West Tisbury moves a plan to clean up Mill Pond
After hearing a biologist's report on the deteriorating condition of Mill Pond last week, the West Tisbury selectmen directed the conservation commission to continue working on a plan to clean up the pond.
The selectmen said they were inclined to support comprehensive dredging of the pond next to the West Tisbury police station, even though the cost of the dredging would be high. The selectmen and the conservation commission heard an assessment and management plan prepared by Keith Gazaille, senior biologist of Aquatic Control Technology (ACT) of Sutton at the Wednesday night meeting.
Mr. Gazaille's estimates for the dredging ranged from $400,000 to $600,000 the first year, with additional costs totaling $25,000 to $38,000 for the second and third years of clean-up, plus permitting costs of $2,500 to $3,000.
Shoaling endangers Mill Pond, and dredging may be needed to clean it up. Photo by Ben Scott
The pond is overgrown with vegetation, and it has reduced water depths due to heavy sedimentation, according to the company's survey of the pond.

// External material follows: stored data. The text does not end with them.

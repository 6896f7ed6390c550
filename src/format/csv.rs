// SPDX-FileCopyrightText: 2026 Bruno Meilick
// SPDX-License-Identifier: LicenseRef-Arcroute-FreeUse-NoCopy-NoDerivatives
//
// All rights reserved.
//
// This file is part of Arcroute and is proprietary software.
// Unauthorized copying, modification, or distribution is prohibited.

//! `source,target,weight` edge lists.
//!
//! One record per row. Empty `target` and `weight` fields declare a node without arcs. Fields
//! follow RFC 4180 quoting, may span lines when quoted, and are trimmed on read.

use std::fmt;
use std::fs;
use std::io;
use std::path::{Path, PathBuf};

use csv::{ReaderBuilder, StringRecord, Trim, Writer};

use crate::model::{ArcRecord, IdError, NodeId};

pub const HEADER: [&str; 3] = ["source", "target", "weight"];

#[derive(Debug, Clone, PartialEq)]
pub enum CsvParseError {
    MissingHeader,
    InvalidHeader { line_no: usize, found: String },
    Malformed { line_no: usize, reason: String },
    FieldCount { line_no: usize, found: usize },
    InvalidNode { line_no: usize, value: String, reason: IdError },
    InvalidWeight { line_no: usize, value: String },
    MissingWeight { line_no: usize },
    WeightWithoutTarget { line_no: usize },
}

impl CsvParseError {
    fn from_reader(err: csv::Error) -> Self {
        let line_no = err.position().map_or(0, |position| position.line() as usize);
        Self::Malformed { line_no, reason: err.to_string() }
    }
}

impl fmt::Display for CsvParseError {
    fn fmt(&self, f: &mut fmt::Formatter<'_>) -> fmt::Result {
        match self {
            Self::MissingHeader => f.write_str("expected 'source,target,weight' header"),
            Self::InvalidHeader { line_no, found } => write!(
                f,
                "invalid header on line {line_no}: {found} (expected source,target,weight)"
            ),
            Self::Malformed { line_no, reason } => {
                write!(f, "malformed csv on line {line_no}: {reason}")
            }
            Self::FieldCount { line_no, found } => {
                write!(f, "expected 3 fields on line {line_no}, found {found}")
            }
            Self::InvalidNode { line_no, value, reason } => {
                write!(f, "invalid node '{value}' on line {line_no} ({reason})")
            }
            Self::InvalidWeight { line_no, value } => {
                write!(f, "invalid weight '{value}' on line {line_no} (expected a finite number)")
            }
            Self::MissingWeight { line_no } => write!(f, "arc on line {line_no} has no weight"),
            Self::WeightWithoutTarget { line_no } => {
                write!(f, "line {line_no} has a weight but no target")
            }
        }
    }
}

impl std::error::Error for CsvParseError {}

#[derive(Debug)]
pub enum CsvFileError {
    Io { path: PathBuf, source: io::Error },
    Parse { path: PathBuf, source: CsvParseError },
    Encode { path: PathBuf, source: csv::Error },
}

impl fmt::Display for CsvFileError {
    fn fmt(&self, f: &mut fmt::Formatter<'_>) -> fmt::Result {
        match self {
            Self::Io { path, source } => write!(f, "io error at {path:?}: {source}"),
            Self::Parse { path, source } => write!(f, "csv error in {path:?}: {source}"),
            Self::Encode { path, source } => {
                write!(f, "csv encoding for {path:?} failed: {source}")
            }
        }
    }
}

impl std::error::Error for CsvFileError {
    fn source(&self) -> Option<&(dyn std::error::Error + 'static)> {
        match self {
            Self::Io { source, .. } => Some(source),
            Self::Parse { source, .. } => Some(source),
            Self::Encode { source, .. } => Some(source),
        }
    }
}

fn parse_row(row: &StringRecord, line_no: usize) -> Result<ArcRecord, CsvParseError> {
    let (Some(source), Some(target), Some(weight), None) =
        (row.get(0), row.get(1), row.get(2), row.get(3))
    else {
        return Err(CsvParseError::FieldCount { line_no, found: row.len() });
    };
    let node = |value: &str| {
        NodeId::new(value).map_err(|reason| CsvParseError::InvalidNode {
            line_no,
            value: value.to_owned(),
            reason,
        })
    };
    let source = node(source)?;
    let target = if target.is_empty() { None } else { Some(node(target)?) };
    let weight = if weight.is_empty() {
        None
    } else {
        let parsed = weight
            .parse::<f64>()
            .ok()
            .filter(|value| value.is_finite())
            .ok_or_else(|| CsvParseError::InvalidWeight { line_no, value: weight.to_owned() })?;
        Some(parsed)
    };

    match (target, weight) {
        (Some(target), Some(weight)) => Ok(ArcRecord::arc(source, target, weight)),
        (None, None) => Ok(ArcRecord::declared_node(source)),
        (Some(_), None) => Err(CsvParseError::MissingWeight { line_no }),
        (None, Some(_)) => Err(CsvParseError::WeightWithoutTarget { line_no }),
    }
}

pub fn parse_csv(input: &str) -> Result<Vec<ArcRecord>, CsvParseError> {
    let input = input.strip_prefix('\u{feff}').unwrap_or(input);
    let mut reader = ReaderBuilder::new()
        .has_headers(false)
        .flexible(true)
        .trim(Trim::All)
        .from_reader(input.as_bytes());
    let mut records = Vec::new();
    let mut saw_header = false;
    let mut row = StringRecord::new();

    while reader.read_record(&mut row).map_err(CsvParseError::from_reader)? {
        let line_no = row.position().map_or(0, |position| position.line() as usize);
        if row.len() <= 1 && row.iter().all(str::is_empty) {
            continue;
        }

        if !saw_header {
            let matches_header = row.len() == HEADER.len()
                && row.iter().zip(HEADER).all(|(field, expected)| {
                    field.eq_ignore_ascii_case(expected)
                });
            if !matches_header {
                let found = row.iter().collect::<Vec<_>>().join(",");
                return Err(CsvParseError::InvalidHeader { line_no, found });
            }
            saw_header = true;
            continue;
        }

        records.push(parse_row(&row, line_no)?);
    }

    if !saw_header {
        return Err(CsvParseError::MissingHeader);
    }
    Ok(records)
}

/// Writes the header plus one row per record, in record order.
pub fn export_csv(records: &[ArcRecord]) -> Result<String, csv::Error> {
    let mut writer = Writer::from_writer(Vec::new());
    writer.write_record(HEADER)?;
    for record in records {
        let target = record.target().map_or("", |target| target.as_str());
        let weight = record.weight().map(|weight| weight.to_string()).unwrap_or_default();
        writer.write_record([record.source().as_str(), target, weight.as_str()])?;
    }
    let bytes = writer.into_inner().map_err(|err| csv::Error::from(err.into_error()))?;
    Ok(String::from_utf8_lossy(&bytes).into_owned())
}

pub fn read_csv_file(path: &Path) -> Result<Vec<ArcRecord>, CsvFileError> {
    let input = fs::read_to_string(path)
        .map_err(|source| CsvFileError::Io { path: path.to_path_buf(), source })?;
    parse_csv(&input).map_err(|source| CsvFileError::Parse { path: path.to_path_buf(), source })
}

pub fn write_csv_file(path: &Path, records: &[ArcRecord]) -> Result<(), CsvFileError> {
    let text = export_csv(records)
        .map_err(|source| CsvFileError::Encode { path: path.to_path_buf(), source })?;
    fs::write(path, text).map_err(|source| CsvFileError::Io { path: path.to_path_buf(), source })
}

#[cfg(test)]
mod tests {
    use std::fs;
    use std::path::PathBuf;
    use std::time::{SystemTime, UNIX_EPOCH};

    use super::{export_csv, parse_csv, read_csv_file, write_csv_file, CsvParseError};
    use crate::model::{ArcRecord, ExampleGraph, IdError, NodeId};

    fn nid(value: &str) -> NodeId {
        NodeId::new(value).expect("node id")
    }

    fn temp_path(name: &str) -> PathBuf {
        let nanos = SystemTime::now().duration_since(UNIX_EPOCH).expect("clock").as_nanos();
        std::env::temp_dir().join(format!("arcroute-{name}-{}-{nanos}.csv", std::process::id()))
    }

    #[test]
    fn parses_arcs_and_declared_nodes() {
        let input = "source,target,weight\nA,B,2\nA,B,0.5\n\nZ,,\n";
        let records = parse_csv(input).expect("parse");
        assert_eq!(
            records,
            vec![
                ArcRecord::arc(nid("A"), nid("B"), 2.0),
                ArcRecord::arc(nid("A"), nid("B"), 0.5),
                ArcRecord::declared_node(nid("Z")),
            ]
        );
    }

    #[test]
    fn accepts_quoted_fields_and_loose_header() {
        let input = "\u{feff}Source, Target ,WEIGHT\n\"New York, NY\",\"Say \"\"hi\"\"\", 3\n";
        let records = parse_csv(input).expect("parse");
        assert_eq!(
            records,
            vec![ArcRecord::arc(nid("New York, NY"), nid("Say \"hi\""), 3.0)]
        );
    }

    #[test]
    fn errors_carry_line_numbers() {
        assert_eq!(parse_csv(""), Err(CsvParseError::MissingHeader));
        assert_eq!(
            parse_csv("from,to\nA,B,1\n"),
            Err(CsvParseError::InvalidHeader { line_no: 1, found: "from,to".to_owned() })
        );
        assert_eq!(
            parse_csv("source,target,weight\nA,B,1\nA,B\n"),
            Err(CsvParseError::FieldCount { line_no: 3, found: 2 })
        );
        assert_eq!(
            parse_csv("source,target,weight\nA,B,heavy\n"),
            Err(CsvParseError::InvalidWeight { line_no: 2, value: "heavy".to_owned() })
        );
        assert_eq!(
            parse_csv("source,target,weight\nA,B,\n"),
            Err(CsvParseError::MissingWeight { line_no: 2 })
        );
        assert_eq!(
            parse_csv("source,target,weight\nA,,4\n"),
            Err(CsvParseError::WeightWithoutTarget { line_no: 2 })
        );
        assert_eq!(
            parse_csv("source,target,weight\nA,B,1,9\n"),
            Err(CsvParseError::FieldCount { line_no: 2, found: 4 })
        );
        assert_eq!(
            parse_csv("source,target,weight\n,B,1\n"),
            Err(CsvParseError::InvalidNode {
                line_no: 2,
                value: String::new(),
                reason: IdError::Empty,
            })
        );
    }

    #[test]
    fn quoted_fields_may_span_lines() {
        let input = "source,target,weight\n\"two\nlines\",B,1\nA,B,heavy\n";
        assert_eq!(
            parse_csv(input),
            Err(CsvParseError::InvalidWeight { line_no: 4, value: "heavy".to_owned() })
        );

        let records = parse_csv("source,target,weight\n\"two\nlines\",B,1\n").expect("parse");
        assert_eq!(records, vec![ArcRecord::arc(nid("two\nlines"), nid("B"), 1.0)]);
    }

    #[test]
    fn text_after_closing_quote_is_kept() {
        let records = parse_csv("source,target,weight\n\"A\"x,B,1\n").expect("parse");
        assert_eq!(records, vec![ArcRecord::arc(nid("Ax"), nid("B"), 1.0)]);
    }

    #[test]
    fn rejects_non_finite_weights() {
        assert!(matches!(
            parse_csv("source,target,weight\nA,B,inf\n"),
            Err(CsvParseError::InvalidWeight { line_no: 2, .. })
        ));
    }

    #[test]
    fn exports_integral_weights_without_fraction() {
        let records = vec![
            ArcRecord::arc(nid("A"), nid("P2"), 7.0),
            ArcRecord::arc(nid("P2"), nid("x, y"), 2.5),
            ArcRecord::declared_node(nid("Z")),
        ];
        assert_eq!(
            export_csv(&records).expect("export"),
            "source,target,weight\nA,P2,7\nP2,\"x, y\",2.5\nZ,,\n"
        );
    }

    #[test]
    fn exported_example_reads_back() {
        let records = ExampleGraph::Parallel.records();
        let text = export_csv(&records).expect("export");
        assert_eq!(parse_csv(&text).expect("parse"), records);
    }

    #[test]
    fn file_helpers_write_and_read() {
        let path = temp_path("file-helpers");
        let records = ExampleGraph::Route.records();
        write_csv_file(&path, &records).expect("write");
        let loaded = read_csv_file(&path).expect("read");
        fs::remove_file(&path).expect("cleanup");
        assert_eq!(loaded, records);

        let missing = read_csv_file(&path).unwrap_err();
        assert!(missing.to_string().starts_with("io error at"));
    }
}
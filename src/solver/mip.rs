// SPDX-FileCopyrightText: 2026 Bruno Meilick
// SPDX-License-Identifier: LicenseRef-Arcroute-FreeUse-NoCopy-NoDerivatives
//
// All rights reserved.
//
// This file is part of Arcroute and is proprietary software.
// Unauthorized copying, modification, or distribution is prohibited.

use tracing::debug;

use super::simplex::{self, LinearProgram, LpOutcome, LpRow};
use super::{BudgetClock, SolveBudget, Solver, SolverError, SolverResult};
use crate::formulation::BinaryProgram;

/// Branch-and-bound over LP relaxations.
///
/// A node fixes variables by collapsing their bounds and solves the relaxation of the whole
/// program; nodes whose bound cannot beat the incumbent are pruned.
#[derive(Debug, Clone, Copy, PartialEq)]
pub struct MixedIntegerBackend {
    /// Distance from 0/1 under which a relaxed value counts as integral.
    pub integrality_tolerance: f64,
}

impl Default for MixedIntegerBackend {
    fn default() -> Self {
        Self { integrality_tolerance: 1e-6 }
    }
}

enum Relaxation {
    Infeasible,
    Interrupted,
    Solved { values: Vec<f64>, bound: f64 },
}

fn relaxation_rows(program: &BinaryProgram) -> Vec<LpRow> {
    program
        .constraints()
        .iter()
        .map(|constraint| LpRow {
            terms: constraint.terms().iter().map(|term| (term.var, term.coefficient)).collect(),
            rhs: constraint.rhs(),
        })
        .collect()
}

impl MixedIntegerBackend {
    fn relax(
        &self,
        program: &BinaryProgram,
        rows: &[LpRow],
        fixings: &[Option<bool>],
        clock: &BudgetClock,
    ) -> Result<Relaxation, SolverError> {
        let bound_of = |fixing: &Option<bool>, free: f64| match fixing {
            Some(true) => 1.0,
            Some(false) => 0.0,
            None => free,
        };
        let lp = LinearProgram {
            cost: program.objective().to_vec(),
            lower: fixings.iter().map(|fixing| bound_of(fixing, 0.0)).collect(),
            upper: fixings.iter().map(|fixing| bound_of(fixing, 1.0)).collect(),
            rows: rows.to_vec(),
        };

        Ok(match simplex::solve(&lp, clock)? {
            LpOutcome::Infeasible => Relaxation::Infeasible,
            LpOutcome::Interrupted => Relaxation::Interrupted,
            LpOutcome::Optimal { values, objective } => {
                Relaxation::Solved { values, bound: objective }
            }
        })
    }

    fn fractional_column(&self, values: &[f64]) -> Option<usize> {
        values
            .iter()
            .enumerate()
            .filter(|(_, value)| (**value).min(1.0 - **value) > self.integrality_tolerance)
            .min_by(|(left_col, left), (right_col, right)| {
                (**left - 0.5)
                    .abs()
                    .total_cmp(&(**right - 0.5).abs())
                    .then(left_col.cmp(right_col))
            })
            .map(|(column, _)| column)
    }
}

impl Solver for MixedIntegerBackend {
    fn solve(
        &self,
        program: &BinaryProgram,
        budget: &SolveBudget,
    ) -> Result<SolverResult, SolverError> {
        let mut clock = budget.start();
        let rows = relaxation_rows(program);
        let mut stack = vec![vec![None; program.variable_count()]];
        let mut incumbent: Option<(Vec<bool>, f64)> = None;
        let mut exhausted = false;

        while let Some(fixings) = stack.pop() {
            if !clock.tick() {
                exhausted = true;
                break;
            }

            let (values, bound) = match self.relax(program, &rows, &fixings, &clock)? {
                Relaxation::Infeasible => continue,
                Relaxation::Interrupted => {
                    exhausted = true;
                    break;
                }
                Relaxation::Solved { values, bound } => (values, bound),
            };
            if incumbent.as_ref().is_some_and(|(_, best)| bound >= *best - 1e-9) {
                continue;
            }

            match self.fractional_column(&values) {
                None => {
                    let selection = values.iter().map(|value| *value > 0.5).collect::<Vec<_>>();
                    if !program.is_feasible(&selection) {
                        return Err(SolverError::Numerical {
                            detail: "rounded relaxation violates a constraint".to_owned(),
                        });
                    }
                    let objective = program.evaluate(&selection);
                    if incumbent.as_ref().map_or(true, |(_, best)| objective < *best - 1e-9) {
                        debug!(objective, nodes = clock.nodes(), "mip: new incumbent");
                        incumbent = Some((selection, objective));
                    }
                }
                Some(var) => {
                    let prefer_one = values[var] >= 0.5;
                    let mut zero = fixings.clone();
                    zero[var] = Some(false);
                    let mut one = fixings;
                    one[var] = Some(true);
                    // Depth-first: the preferred child is pushed last so it is explored first.
                    if prefer_one {
                        stack.push(zero);
                        stack.push(one);
                    } else {
                        stack.push(one);
                        stack.push(zero);
                    }
                }
            }
        }

        Ok(SolverResult::from_search(
            program,
            incumbent.map(|(values, _)| values),
            exhausted,
            clock.nodes(),
        ))
    }

    fn name(&self) -> &'static str {
        "mip"
    }
}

Selectman Jeffrey "Skipper" Manter said the first step for the conservation commission will be to draft a warrant article for the initial permitting for the pond work that would be presented at town meeting this spring. "We need to appropriate money to see where we're going," he said. Selectman Glenn Hearn also said the town needs to find the best approach in order to get Conservation Preservation Act (CPA) funding.
Mr. Gazaille said the next step in the assessment process would be a dredging feasibility study to see if the work can actually be done. He also will do a watershed assessment at the urging of conservation commission members. They said the report lacked a study of Mill Brook and the adjoining watershed area.
The pond survey findings showed the water depth ranged from less than one foot at the north end to seven feet in the southeast corner. The sediment depth ranged from 2.8 feet to more than four feet in some areas.
Mr. Gazaille also reported that the plant cover, both visible and under water, increased from 50 percent in the north end to 90 percent in the south end of the pond. Water samples showed elevated levels of phosphorous and nitrogen.
Mr. Gazaille presented several possible techniques for cleaning up the pond, including weeding, herbicides, dry dredging and hydraulic raking, in addition to the comprehensive dredging. All the methods except for the comprehensive dredging would be less expensive, but would likely have to be repeated more often, perhaps every two to three years.